Tag Archives: Saturated fat

Ignore the hype: Saturated fats are still dangerous

16 Feb

It is true that dietary advice to avoid saturated fats led many people to adopt unhealthy high sugar diets. However, we should not now assume that saturated fats are good for you. Here is a good summary in The Guardian:

“There is certainly a strong argument that an overreliance in public health on saturated fat as the main dietary villain for cardiovascular disease has distracted from the risks posed by other nutrients, such as carbohydrates. Yet replacing one caricature with another does not feel like a solution.”



“High Fat Diet Consumption is Associated with Brain Inflammation”

5 Sep

Be very careful of the recent claims being made about dietary fat.

It is certainly true that diets high in refined carbohydrates are bad for our heath. And the marketing of low fat / high sugar products has been a public health disaster. But it does not follow from this that all dietary fats are safe, indeed some fats pose a risk to brain health. Here is the abstract from a paper looking at the effects of saturated fats on rat cognition:

“Diets rich in cholesterol and/or saturated fats have been shown to be detrimental to cognitive performance. Therefore, we fed a cholesterol (2%) and saturated fat (hydrogenated coconut oil, Sat Fat 10%) diet to 16-month old rats for 8 weeks to explore the effects on the working memory performance of middle-aged rats. Lipid profiles revealed elevated plasma triglycerides, total cholesterol, HDL, and LDL for the Sat-Fat group as compared to an iso-caloric control diet (12% soybean oil). Weight gain and food consumption were similar in both groups. Sat-Fat treated rats committed more working memory errors in the water radial arm maze, especially at higher memory loads. Cholesterol, amyloid-β peptide of 40 (Aβ40) or 42 (Aβ42) residues, and nerve growth factor in cortical regions was unaffected, but hippocampal Map-2 staining was reduced in rats fed a Sat-Fat diet, indicating a loss of dendritic integrity. Map-2 reduction correlated with memory errors. Microglial activation, indicating inflammation and/or gliosis, was also observed in the hippocampus of Sat-Fat fed rats. These data suggest that saturated fat, hydrogenated fat and cholesterol can profoundly impair memory and hippocampal morphology.”

See here for  a related paper.

And here is an eye opening video from Dr. Greger:

Maternal obesity linked to infant brain inflammation

6 Sep

At least in rats.

In this experiment, female rats were put on a diet high in saturated fat and trans-fats for 4 weeks prior to mating and maintained on that diet through pregnancy and lactation.

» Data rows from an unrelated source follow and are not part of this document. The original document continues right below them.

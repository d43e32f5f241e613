use std::{
    path::{Path, PathBuf},
    sync::{Mutex, PoisonError},
};

use anyhow::{bail, Context as _, Result};
use attrsync_core::{codec, model::ObjectRef, value::FieldKind};
use serde_json::{Map, Value};

use crate::{
    document::{FieldDefinition, RemoteDocument, StoredObject, TagDefinition},
    state::{read_document, StateFile},
};

/// A state file holding a [`RemoteDocument`].
pub struct StateFileStore {
    path: PathBuf,
    state: Mutex<StateFile>,
}

impl StateFileStore {
    /// Creates a new state file. Fails if the file exists.
    pub fn init<P: AsRef<Path>>(path: P) -> Result<StateFileStore> {
        let path = path.as_ref();
        let document = serde_json::to_value(RemoteDocument::default())?;
        let state = StateFile::create(path, document)?;
        Ok(StateFileStore {
            path: path.to_path_buf(),
            state: Mutex::new(state),
        })
    }

    pub fn open<P: AsRef<Path>>(path: P) -> Result<StateFileStore> {
        let path = path.as_ref();
        let state = StateFile::open(path)?;
        Ok(StateFileStore {
            path: path.to_path_buf(),
            state: Mutex::new(state),
        })
    }

    pub fn path(&self) -> &Path {
        &self.path
    }

    /// The current document, read without taking the lock.
    pub fn load(&self) -> Result<RemoteDocument> {
        let document = read_document(&self.path)?;
        serde_json::from_value(document)
            .with_context(|| format!("State file {} is not an attribute store", self.path.display()))
    }

    /// Changes the document under the write lock; see [`StateFile::update`].
    pub fn update<T>(
        &self,
        action: &str,
        f: impl FnOnce(&mut RemoteDocument) -> Result<T>,
    ) -> Result<T> {
        let mut state = self.state.lock().unwrap_or_else(PoisonError::into_inner);
        let path = &self.path;
        state.update(serde_json::json!({ "action": action }), |raw| {
            let mut document: RemoteDocument = serde_json::from_value(raw.clone())
                .with_context(|| format!("State file {} is not an attribute store", path.display()))?;
            let result = f(&mut document)?;
            *raw = serde_json::to_value(&document)?;
            Ok(result)
        })
    }

    pub fn define_field(&self, name: &str, kind: FieldKind, object_types: Vec<String>) -> Result<()> {
        self.update("define-field", |doc| {
            if let Some(existing) = doc.field_definitions.get(name) {
                if existing.kind != kind {
                    bail!(
                        "custom field '{}' is already defined as {}",
                        name,
                        existing.kind
                    );
                }
            }
            doc.field_definitions.insert(
                name.to_string(),
                FieldDefinition { kind, object_types },
            );
            Ok(())
        })
    }

    pub fn define_tag(&self, slug: &str, description: Option<String>) -> Result<()> {
        self.update("define-tag", |doc| {
            doc.tag_definitions
                .insert(slug.to_string(), TagDefinition { description });
            Ok(())
        })
    }

    /// Creates or overwrites an object, bypassing the write modes. Values are
    /// wire JSON and must be defined for the object type.
    pub fn put_object(
        &self,
        object: &ObjectRef,
        custom_fields: Map<String, Value>,
        tags: Vec<String>,
    ) -> Result<()> {
        self.update("put-object", |doc| {
            for (name, value) in &custom_fields {
                let Some((_, definition)) = doc
                    .fields_for(&object.object_type)
                    .find(|(defined, _)| *defined == name)
                else {
                    bail!(
                        "custom field '{}' is not defined for {}",
                        name,
                        object.object_type
                    );
                };
                codec::decode(definition.kind, value)
                    .with_context(|| format!("Invalid value for custom field '{}'", name))?;
            }
            for slug in &tags {
                if !doc.tag_definitions.contains_key(slug) {
                    bail!("tag '{}' is not defined", slug);
                }
            }
            doc.objects
                .entry(object.object_type.clone())
                .or_default()
                .insert(
                    object.object_id.clone(),
                    StoredObject {
                        custom_fields: custom_fields.into_iter().collect(),
                        tags,
                    },
                );
            Ok(())
        })
    }
}
//! Conversion between [`AttributeValue`]s and their two external encodings:
//! the JSON the remote speaks, and the string-typed `{name, type, value}`
//! entries of a configuration file.

use chrono::NaiveDate;
use serde_json::{Map, Value};

use crate::{
    error::CodecError,
    model::{AttributeName, DesiredValue, RemoteAttributeSet},
    value::{AttributeValue, FieldKind},
};

const DATE_FORMAT: &str = "%Y-%m-%d";

/// Strings longer than this are inferred to be long text.
const LONGTEXT_THRESHOLD: usize = 100;

/// Decode a remote value of a known kind. JSON `null` means the field holds no
/// value and decodes to `None`.
pub fn decode(kind: FieldKind, wire: &Value) -> Result<Option<AttributeValue>, CodecError> {
    if wire.is_null() {
        return Ok(None);
    }
    let unexpected = || CodecError::UnexpectedWireValue {
        kind,
        found: wire.clone(),
    };
    let value = match kind {
        FieldKind::Text => AttributeValue::Text(wire.as_str().ok_or_else(unexpected)?.to_string()),
        FieldKind::Longtext => {
            AttributeValue::LongText(wire.as_str().ok_or_else(unexpected)?.to_string())
        }
        FieldKind::Url => AttributeValue::Url(wire.as_str().ok_or_else(unexpected)?.to_string()),
        FieldKind::Select => {
            AttributeValue::Select(wire.as_str().ok_or_else(unexpected)?.to_string())
        }
        FieldKind::Integer => AttributeValue::Integer(wire_integer(wire).ok_or_else(unexpected)?),
        FieldKind::Decimal => {
            let n = match wire {
                Value::Number(n) => n.as_f64(),
                Value::String(s) => s.trim().parse::<f64>().ok(),
                _ => None,
            };
            AttributeValue::Decimal(n.ok_or_else(unexpected)?)
        }
        FieldKind::Boolean => AttributeValue::Boolean(wire.as_bool().ok_or_else(unexpected)?),
        FieldKind::Date => {
            let s = wire.as_str().ok_or_else(unexpected)?;
            AttributeValue::Date(
                NaiveDate::parse_from_str(s, DATE_FORMAT).map_err(|_| unexpected())?,
            )
        }
        FieldKind::Json => AttributeValue::Json(wire.clone()),
        FieldKind::Multiselect => {
            let items = wire.as_array().ok_or_else(unexpected)?;
            AttributeValue::MultiSelect(
                items
                    .iter()
                    .map(|item| item.as_str().map(str::to_string))
                    .collect::<Option<Vec<_>>>()
                    .ok_or_else(unexpected)?,
            )
        }
        FieldKind::Object => AttributeValue::Object(object_id(wire).ok_or_else(unexpected)?),
        FieldKind::Multiobject => {
            let items = wire.as_array().ok_or_else(unexpected)?;
            AttributeValue::MultiObject(
                items
                    .iter()
                    .map(object_id)
                    .collect::<Option<Vec<_>>>()
                    .ok_or_else(unexpected)?,
            )
        }
    };
    Ok(Some(value))
}

/// Whole numbers only; `3.0` is accepted, `3.5` is not.
fn wire_integer(wire: &Value) -> Option<i64> {
    match wire {
        Value::Number(n) => n.as_i64().or_else(|| {
            n.as_f64()
                .filter(|f| f.fract() == 0.0 && f.abs() < i64::MAX as f64)
                .map(|f| f as i64)
        }),
        _ => None,
    }
}

/// Object references come back either as a bare id or as a nested object.
fn object_id(wire: &Value) -> Option<u64> {
    match wire {
        Value::Number(n) => n.as_u64(),
        Value::Object(o) => o.get("id").and_then(Value::as_u64),
        _ => None,
    }
}

pub fn encode(value: &AttributeValue) -> Value {
    match value {
        AttributeValue::Text(s)
        | AttributeValue::LongText(s)
        | AttributeValue::Url(s)
        | AttributeValue::Select(s) => Value::String(s.clone()),
        AttributeValue::Integer(i) => Value::from(*i),
        AttributeValue::Decimal(f) => Value::from(*f),
        AttributeValue::Boolean(b) => Value::Bool(*b),
        AttributeValue::Date(d) => Value::String(d.format(DATE_FORMAT).to_string()),
        AttributeValue::Json(v) => v.clone(),
        AttributeValue::MultiSelect(items) => {
            Value::Array(items.iter().cloned().map(Value::String).collect())
        }
        AttributeValue::Object(id) => Value::from(*id),
        AttributeValue::MultiObject(ids) => Value::Array(ids.iter().copied().map(Value::from).collect()),
    }
}

/// Best-effort typing of a remote value whose field definition is unknown,
/// e.g. when importing an object.
pub fn infer(wire: &Value) -> Option<AttributeValue> {
    let value = match wire {
        Value::Null => return None,
        Value::Bool(b) => AttributeValue::Boolean(*b),
        Value::Number(_) => match wire_integer(wire) {
            Some(i) => AttributeValue::Integer(i),
            None => AttributeValue::Decimal(wire.as_f64()?),
        },
        Value::String(s) => {
            if let Ok(date) = NaiveDate::parse_from_str(s, DATE_FORMAT) {
                AttributeValue::Date(date)
            } else if s.starts_with("http://") || s.starts_with("https://") {
                AttributeValue::Url(s.clone())
            } else if s.len() > LONGTEXT_THRESHOLD || s.contains('\n') {
                AttributeValue::LongText(s.clone())
            } else {
                AttributeValue::Text(s.clone())
            }
        }
        Value::Array(_) | Value::Object(_) => AttributeValue::Json(wire.clone()),
    };
    Some(value)
}

/// Decode a whole `custom_fields` object. Names with a declared kind are
/// decoded strictly; undeclared names are inferred. Null values are dropped.
pub fn decode_all(
    wire: &Map<String, Value>,
    kind_of: impl Fn(&str) -> Option<FieldKind>,
) -> Result<RemoteAttributeSet<AttributeValue>, CodecError> {
    let mut out = RemoteAttributeSet::new();
    for (name, v) in wire {
        let decoded = match kind_of(name) {
            Some(kind) => decode(kind, v)?,
            None => infer(v),
        };
        if let Some(value) = decoded {
            out.insert(AttributeName::new(name.clone()), value);
        }
    }
    Ok(out)
}

/// Parse the string form used in configuration files. The empty string is an
/// explicit request to remove the value.
pub fn parse_config_value(
    kind: FieldKind,
    raw: &str,
) -> Result<DesiredValue<AttributeValue>, CodecError> {
    if raw.is_empty() {
        return Ok(DesiredValue::Unset);
    }
    let invalid = |reason: String| CodecError::InvalidConfigValue {
        kind,
        value: raw.to_string(),
        reason,
    };
    let value = match kind {
        FieldKind::Text => AttributeValue::Text(raw.to_string()),
        FieldKind::Longtext => AttributeValue::LongText(raw.to_string()),
        FieldKind::Url => AttributeValue::Url(raw.to_string()),
        FieldKind::Select => AttributeValue::Select(raw.to_string()),
        FieldKind::Integer => {
            AttributeValue::Integer(raw.trim().parse().map_err(|e| invalid(format!("{}", e)))?)
        }
        FieldKind::Decimal => {
            let f: f64 = raw.trim().parse().map_err(|e| invalid(format!("{}", e)))?;
            if !f.is_finite() {
                return Err(invalid("not a finite number".to_string()));
            }
            AttributeValue::Decimal(f)
        }
        FieldKind::Boolean => match raw.trim() {
            "true" => AttributeValue::Boolean(true),
            "false" => AttributeValue::Boolean(false),
            _ => return Err(invalid("expected 'true' or 'false'".to_string())),
        },
        FieldKind::Date => AttributeValue::Date(
            NaiveDate::parse_from_str(raw.trim(), DATE_FORMAT)
                .map_err(|e| invalid(format!("{}", e)))?,
        ),
        FieldKind::Json => {
            AttributeValue::Json(serde_json::from_str(raw).map_err(|e| invalid(format!("{}", e)))?)
        }
        FieldKind::Multiselect => AttributeValue::MultiSelect(split_list(raw).map(str::to_string).collect()),
        FieldKind::Object => {
            AttributeValue::Object(raw.trim().parse().map_err(|e| invalid(format!("{}", e)))?)
        }
        FieldKind::Multiobject => AttributeValue::MultiObject(
            split_list(raw)
                .map(|item| item.parse::<u64>())
                .collect::<Result<Vec<_>, _>>()
                .map_err(|e| invalid(format!("{}", e)))?,
        ),
    };
    Ok(DesiredValue::Set(value))
}

fn split_list(raw: &str) -> impl Iterator<Item = &str> {
    raw.split(',').map(str::trim).filter(|s| !s.is_empty())
}

/// Render a value in the string form accepted by [`parse_config_value`].
pub fn format_config_value(value: &AttributeValue) -> String {
    match value {
        AttributeValue::Text(s)
        | AttributeValue::LongText(s)
        | AttributeValue::Url(s)
        | AttributeValue::Select(s) => s.clone(),
        AttributeValue::Integer(i) => i.to_string(),
        AttributeValue::Decimal(f) => f.to_string(),
        AttributeValue::Boolean(b) => b.to_string(),
        AttributeValue::Date(d) => d.format(DATE_FORMAT).to_string(),
        AttributeValue::Json(v) => v.to_string(),
        AttributeValue::MultiSelect(items) => items.join(","),
        AttributeValue::Object(id) => id.to_string(),
        AttributeValue::MultiObject(ids) => ids
            .iter()
            .map(u64::to_string)
            .collect::<Vec<_>>()
            .join(","),
    }
}
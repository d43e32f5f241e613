//! Version 0 of the attribute store wire format.
//!
//! Custom field values travel together with their type, so either side can
//! decode them without consulting the field definitions.

use std::collections::BTreeMap;

use attrsync_core::{
    accessor::ObjectPayload,
    codec,
    error::CodecError,
    model::{self, AttributeName, ReconciledPayload, RemoteObject, WriteMode},
    value::{AttributeValue, FieldKind},
};
use serde::{Deserialize, Serialize};
use serde_json::Value;

#[derive(Debug, Clone, PartialEq, Eq, Serialize, Deserialize)]
pub struct ObjectRef {
    #[serde(rename = "type")]
    pub type_: String,
    pub id: String,
}

impl From<&model::ObjectRef> for ObjectRef {
    fn from(object: &model::ObjectRef) -> Self {
        ObjectRef {
            type_: object.object_type.clone(),
            id: object.object_id.clone(),
        }
    }
}

impl From<ObjectRef> for model::ObjectRef {
    fn from(object: ObjectRef) -> Self {
        model::ObjectRef::new(object.type_, object.id)
    }
}

#[derive(Debug, Clone, PartialEq, Serialize, Deserialize)]
pub struct TypedValue {
    #[serde(rename = "type")]
    pub type_: FieldKind,
    pub value: Value,
}

impl From<&AttributeValue> for TypedValue {
    fn from(value: &AttributeValue) -> Self {
        TypedValue {
            type_: value.kind(),
            value: codec::encode(value),
        }
    }
}

impl TypedValue {
    /// `None` when the wire value is null.
    pub fn decode(&self) -> Result<Option<AttributeValue>, CodecError> {
        codec::decode(self.type_, &self.value)
    }
}

#[derive(Debug, Clone, PartialEq, Serialize, Deserialize)]
#[serde(rename_all = "camelCase")]
pub struct ReadAttributesResponse {
    pub custom_fields: BTreeMap<String, TypedValue>,
    /// Custom fields that may be set on the object, set or not.
    #[serde(default)]
    pub field_definitions: BTreeMap<String, FieldKind>,
    pub tags: Vec<String>,
}

impl From<&RemoteObject> for ReadAttributesResponse {
    fn from(remote: &RemoteObject) -> Self {
        ReadAttributesResponse {
            custom_fields: remote
                .custom_fields
                .iter()
                .map(|(name, value)| (name.to_string(), TypedValue::from(value)))
                .collect(),
            field_definitions: remote
                .field_kinds
                .iter()
                .map(|(name, kind)| (name.to_string(), *kind))
                .collect(),
            tags: remote.tags.keys().map(|slug| slug.to_string()).collect(),
        }
    }
}

impl ReadAttributesResponse {
    pub fn into_remote(self) -> Result<RemoteObject, CodecError> {
        let mut custom_fields = BTreeMap::new();
        for (name, typed) in self.custom_fields {
            if let Some(value) = typed.decode()? {
                custom_fields.insert(AttributeName::from(name), value);
            }
        }
        Ok(RemoteObject {
            custom_fields,
            field_kinds: self
                .field_definitions
                .into_iter()
                .map(|(name, kind)| (AttributeName::from(name), kind))
                .collect(),
            tags: self
                .tags
                .into_iter()
                .map(|slug| (AttributeName::from(slug), ()))
                .collect(),
        })
    }
}

/// Custom field entries of one write. A null entry clears the field.
#[derive(Debug, Clone, PartialEq, Serialize, Deserialize)]
pub struct CustomFieldsPayload {
    pub mode: WriteMode,
    pub entries: BTreeMap<String, Option<TypedValue>>,
}

/// Tags of one write. `cleared` is only meaningful for partial-merge.
#[derive(Debug, Clone, PartialEq, Eq, Serialize, Deserialize)]
pub struct TagsPayload {
    pub mode: WriteMode,
    pub present: Vec<String>,
    #[serde(default, skip_serializing_if = "Vec::is_empty")]
    pub cleared: Vec<String>,
}

#[derive(Debug, Clone, PartialEq, Serialize, Deserialize)]
#[serde(rename_all = "camelCase")]
pub struct WriteAttributesRequest {
    pub object: ObjectRef,
    #[serde(default, skip_serializing_if = "Option::is_none")]
    pub custom_fields: Option<CustomFieldsPayload>,
    #[serde(default, skip_serializing_if = "Option::is_none")]
    pub tags: Option<TagsPayload>,
}

impl WriteAttributesRequest {
    pub fn new(object: &model::ObjectRef, payload: &ObjectPayload) -> Self {
        WriteAttributesRequest {
            object: object.into(),
            custom_fields: payload.custom_fields.as_ref().map(|p| CustomFieldsPayload {
                mode: p.mode,
                entries: p
                    .entries
                    .iter()
                    .map(|(name, value)| (name.to_string(), value.as_ref().map(TypedValue::from)))
                    .collect(),
            }),
            tags: payload.tags.as_ref().map(|p| TagsPayload {
                mode: p.mode,
                present: p
                    .entries
                    .iter()
                    .filter(|(_, v)| v.is_some())
                    .map(|(slug, _)| slug.to_string())
                    .collect(),
                cleared: p
                    .entries
                    .iter()
                    .filter(|(_, v)| v.is_none())
                    .map(|(slug, _)| slug.to_string())
                    .collect(),
            }),
        }
    }

    pub fn into_parts(self) -> Result<(model::ObjectRef, ObjectPayload), CodecError> {
        let custom_fields = match self.custom_fields {
            None => None,
            Some(p) => {
                let mut entries = BTreeMap::new();
                for (name, typed) in p.entries {
                    let value = match typed {
                        None => None,
                        Some(typed) => typed.decode()?,
                    };
                    entries.insert(AttributeName::from(name), value);
                }
                Some(ReconciledPayload {
                    mode: p.mode,
                    entries,
                })
            }
        };
        let tags = self.tags.map(|p| ReconciledPayload {
            mode: p.mode,
            entries: p
                .present
                .into_iter()
                .map(|slug| (AttributeName::from(slug), Some(())))
                .chain(
                    p.cleared
                        .into_iter()
                        .map(|slug| (AttributeName::from(slug), None)),
                )
                .collect(),
        });
        Ok((
            self.object.into(),
            ObjectPayload {
                custom_fields,
                tags,
            },
        ))
    }
}
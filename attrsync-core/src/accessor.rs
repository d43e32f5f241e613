use async_trait::async_trait;
use thiserror::Error;

use crate::{
    model::{ObjectRef, ReconciledPayload, RemoteObject},
    value::AttributeValue,
};

/// One write, covering every family that changes.
///
/// A family that is `None` is not transmitted at all, whatever its mode.
#[derive(Debug, Clone, Default, PartialEq)]
pub struct ObjectPayload {
    pub custom_fields: Option<ReconciledPayload<AttributeValue>>,
    pub tags: Option<ReconciledPayload<()>>,
}

impl ObjectPayload {
    pub fn is_empty(&self) -> bool {
        self.custom_fields.is_none() && self.tags.is_none()
    }
}

#[derive(Debug, Error)]
pub enum AccessorError {
    #[error("object {object} does not exist")]
    NotFound { object: ObjectRef },

    /// The remote refused the payload, e.g. because it names an attribute
    /// that is not defined for the object type.
    #[error("remote rejected the write: {message}")]
    Rejected { message: String },

    #[error("remote unavailable: {message}")]
    Unavailable { message: String },

    #[error(transparent)]
    Other(#[from] anyhow::Error),
}

/// The system that stores the objects. Reads are complete and current; a write
/// applies exactly the given payload under each family's mode.
///
/// Implementations must be safe to share between concurrent reconciliations of
/// different objects.
#[async_trait]
pub trait RemoteObjectAccessor: Send + Sync {
    async fn read_attributes(&self, object: &ObjectRef) -> Result<RemoteObject, AccessorError>;

    async fn write_attributes(
        &self,
        object: &ObjectRef,
        payload: &ObjectPayload,
    ) -> Result<(), AccessorError>;
}

#[async_trait]
impl<A: RemoteObjectAccessor + ?Sized> RemoteObjectAccessor for std::sync::Arc<A> {
    async fn read_attributes(&self, object: &ObjectRef) -> Result<RemoteObject, AccessorError> {
        (**self).read_attributes(object).await
    }

    async fn write_attributes(
        &self,
        object: &ObjectRef,
        payload: &ObjectPayload,
    ) -> Result<(), AccessorError> {
        (**self).write_attributes(object, payload).await
    }
}
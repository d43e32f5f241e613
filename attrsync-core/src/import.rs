use std::str::FromStr;

use crate::{
    codec,
    config::{CustomFieldConfig, ObjectConfig, TagConfig},
    error::{ConfigError, ReconcileError},
    model::{AttributeFamily, AttributeName, RemoteObject},
    value::FieldKind,
};

/// What to adopt when taking over an existing object.
///
/// `custom_fields: None` adopts no custom field block at all, which is not the
/// same configuration as an empty list, although both own nothing.
#[derive(Debug, Clone, PartialEq, Eq)]
pub struct ImportIdentity {
    pub object_id: String,
    pub custom_fields: Option<Vec<(AttributeName, FieldKind)>>,
}

impl ImportIdentity {
    pub fn new(object_id: impl Into<String>) -> Self {
        ImportIdentity {
            object_id: object_id.into(),
            custom_fields: None,
        }
    }

    /// Parses `name:type` items, e.g. `["env:text", "rack_units:integer"]`.
    pub fn with_items<S: AsRef<str>>(
        object_id: impl Into<String>,
        items: &[S],
    ) -> Result<Self, ConfigError> {
        let custom_fields = items
            .iter()
            .map(|item| parse_item(item.as_ref()))
            .collect::<Result<Vec<_>, _>>()?;
        Ok(ImportIdentity {
            object_id: object_id.into(),
            custom_fields: Some(custom_fields),
        })
    }
}

fn parse_item(item: &str) -> Result<(AttributeName, FieldKind), ConfigError> {
    let invalid = |reason: &str| ConfigError::InvalidImportItem {
        item: item.to_string(),
        reason: reason.to_string(),
    };
    let (name, kind) = item
        .split_once(':')
        .ok_or_else(|| invalid("expected name:type"))?;
    let name = name.trim();
    if name.is_empty() {
        return Err(invalid("empty field name"));
    }
    let kind = FieldKind::from_str(kind.trim()).map_err(|e| invalid(&e.to_string()))?;
    Ok((AttributeName::from(name), kind))
}

/// The configuration an import produces: the listed custom fields with their
/// current values (empty when unset remotely), and every tag the object has.
pub fn build_import_config(
    remote: &RemoteObject,
    identity: &ImportIdentity,
) -> Result<ObjectConfig, ReconcileError> {
    let custom_fields = match &identity.custom_fields {
        None => None,
        Some(items) => {
            let mut fields = Vec::with_capacity(items.len());
            for (name, kind) in items {
                if let Some(declared) = remote.field_kinds.get(name) {
                    if declared != kind {
                        return Err(ReconcileError::TypeMismatch {
                            name: name.clone(),
                            declared: *declared,
                            desired: *kind,
                        });
                    }
                }
                if fields.iter().any(|f: &CustomFieldConfig| &f.name == name) {
                    return Err(ConfigError::DuplicateAttribute {
                        family: AttributeFamily::CustomFields,
                        name: name.clone(),
                    }
                    .into());
                }
                fields.push(CustomFieldConfig {
                    name: name.clone(),
                    kind: *kind,
                    value: remote
                        .custom_fields
                        .get(name)
                        .map(codec::format_config_value)
                        .unwrap_or_default(),
                });
            }
            Some(fields)
        }
    };
    let tags = remote
        .tags
        .keys()
        .cloned()
        .map(TagConfig::Slug)
        .collect();
    Ok(ObjectConfig {
        custom_fields,
        tags: Some(tags),
    })
}

#[cfg(test)]
mod tests {
    use super::*;
    use crate::value::AttributeValue;
    use std::collections::BTreeMap;

    fn remote() -> RemoteObject {
        RemoteObject {
            custom_fields: BTreeMap::from([
                ("env".into(), AttributeValue::Text("prod".into())),
                ("rack_units".into(), AttributeValue::Integer(4)),
                ("secret".into(), AttributeValue::Text("do not adopt".into())),
            ]),
            field_kinds: BTreeMap::from([
                ("env".into(), FieldKind::Text),
                ("rack_units".into(), FieldKind::Integer),
                ("owner".into(), FieldKind::Text),
            ]),
            tags: BTreeMap::from([("core".into(), ()), ("edge".into(), ())]),
        }
    }

    #[test]
    fn parses_items() {
        let identity =
            ImportIdentity::with_items("12", &["env:text", " rack_units : integer", "zones:multiple"])
                .unwrap();
        assert_eq!(
            identity.custom_fields.unwrap(),
            vec![
                ("env".into(), FieldKind::Text),
                ("rack_units".into(), FieldKind::Integer),
                ("zones".into(), FieldKind::Multiselect),
            ]
        );
    }

    #[test]
    fn rejects_malformed_items() {
        for item in ["env", ":text", "env:colour"] {
            assert!(
                ImportIdentity::with_items("1", &[item]).is_err(),
                "{item} should be rejected"
            );
        }
    }

    #[test]
    fn import_owns_exactly_the_listed_fields() {
        let identity = ImportIdentity::with_items("12", &["env:text", "owner:text"]).unwrap();
        let config = build_import_config(&remote(), &identity).unwrap();
        let fields = config.custom_fields.unwrap();
        assert_eq!(fields.len(), 2);
        assert_eq!(fields[0].value, "prod");
        assert_eq!(fields[1].name.as_str(), "owner");
        assert_eq!(fields[1].value, "");
        assert_eq!(
            config.tags.unwrap(),
            vec![TagConfig::Slug("core".into()), TagConfig::Slug("edge".into())]
        );
    }

    #[test]
    fn import_without_items_adopts_no_custom_fields() {
        let config = build_import_config(&remote(), &ImportIdentity::new("12")).unwrap();
        assert!(config.custom_fields.is_none());
        assert_eq!(config.tags.map(|t| t.len()), Some(2));
    }

    #[test]
    fn import_checks_declared_kind() {
        let identity = ImportIdentity::with_items("12", &["rack_units:text"]).unwrap();
        assert!(matches!(
            build_import_config(&remote(), &identity),
            Err(ReconcileError::TypeMismatch { .. })
        ));
    }
}
use anyhow::Result;
use attrsync_core::{engine::Reconciler, import::ImportIdentity, model::ObjectRef};

use crate::{config::ObjectEntry, open_accessor, Options};

#[derive(clap::Parser, Debug)]
pub(crate) struct Args {
    /// The object type, e.g. `dcim.device`
    #[arg(long = "type")]
    object_type: String,

    /// The object id
    #[arg(long)]
    id: String,

    /// Custom fields to adopt, as NAME:TYPE. Without this flag the object
    /// gets no custom field block.
    #[arg(long = "custom-field", value_name = "NAME:TYPE", value_delimiter = ',')]
    custom_fields: Option<Vec<String>>,
}

impl Args {
    fn identity(&self) -> Result<ImportIdentity> {
        Ok(match &self.custom_fields {
            None => ImportIdentity::new(self.id.clone()),
            Some(items) => ImportIdentity::with_items(self.id.clone(), items.as_slice())?,
        })
    }
}

fn to_entry(object: ObjectRef, config: attrsync_core::config::ObjectConfig) -> ObjectEntry {
    ObjectEntry {
        object_type: object.object_type,
        id: object.object_id,
        config,
    }
}

/// Prints an `objects` entry that takes over the object as it is now.
pub(crate) async fn import(options: &Options, args: &Args) -> Result<()> {
    let identity = args.identity()?;
    let reconciler = Reconciler::new(open_accessor(options)?);
    let (object, config) = reconciler.import(&args.object_type, &identity).await?;
    println!("{}", serde_json::to_string_pretty(&to_entry(object, config))?);
    Ok(())
}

When compared to controls both the mothers and pups had significantly higher body weights and the pups exhibited brain inflammation and the problems with spatial learning.

Here is the complete abstract:

“Obesity is well characterized as a systemic inflammatory condition, and is also associated with cognitive disruption, suggesting a link between the two. We assessed whether peripheral inflammation in maternal obesity may be transferred to the offspring brain, in particular, the hippocampus, and thereby result in cognitive dysfunction. Rat dams were fed a high-saturated-fat diet (SFD), a high-trans-fat diet (TFD), or a low-fat diet (LFD) for 4 wk prior to mating, and remained on the diet throughout pregnancy and lactation. SFD/TFD exposure significantly increased body weight in both dams and pups compared to controls. Microglial activation markers were increased in the hippocampus of SFD/TFD pups at birth. At weaning and in adulthood, proinflammatory cytokine expression was strikingly increased in the periphery and hippocampus following a bacterial challenge [lipopolysaccharide (LPS)] in the SFD/TFD groups compared to controls. Microglial activation within the hippocampus was also increased basally in SFD rats, suggesting a chronic priming of the cells. Finally, there were marked changes in anxiety and spatial learning in SFD/TFD groups. These effects were all observed in adulthood, even after the pups were placed on standard chow at weaning, suggesting these outcomes were programmed early in life.”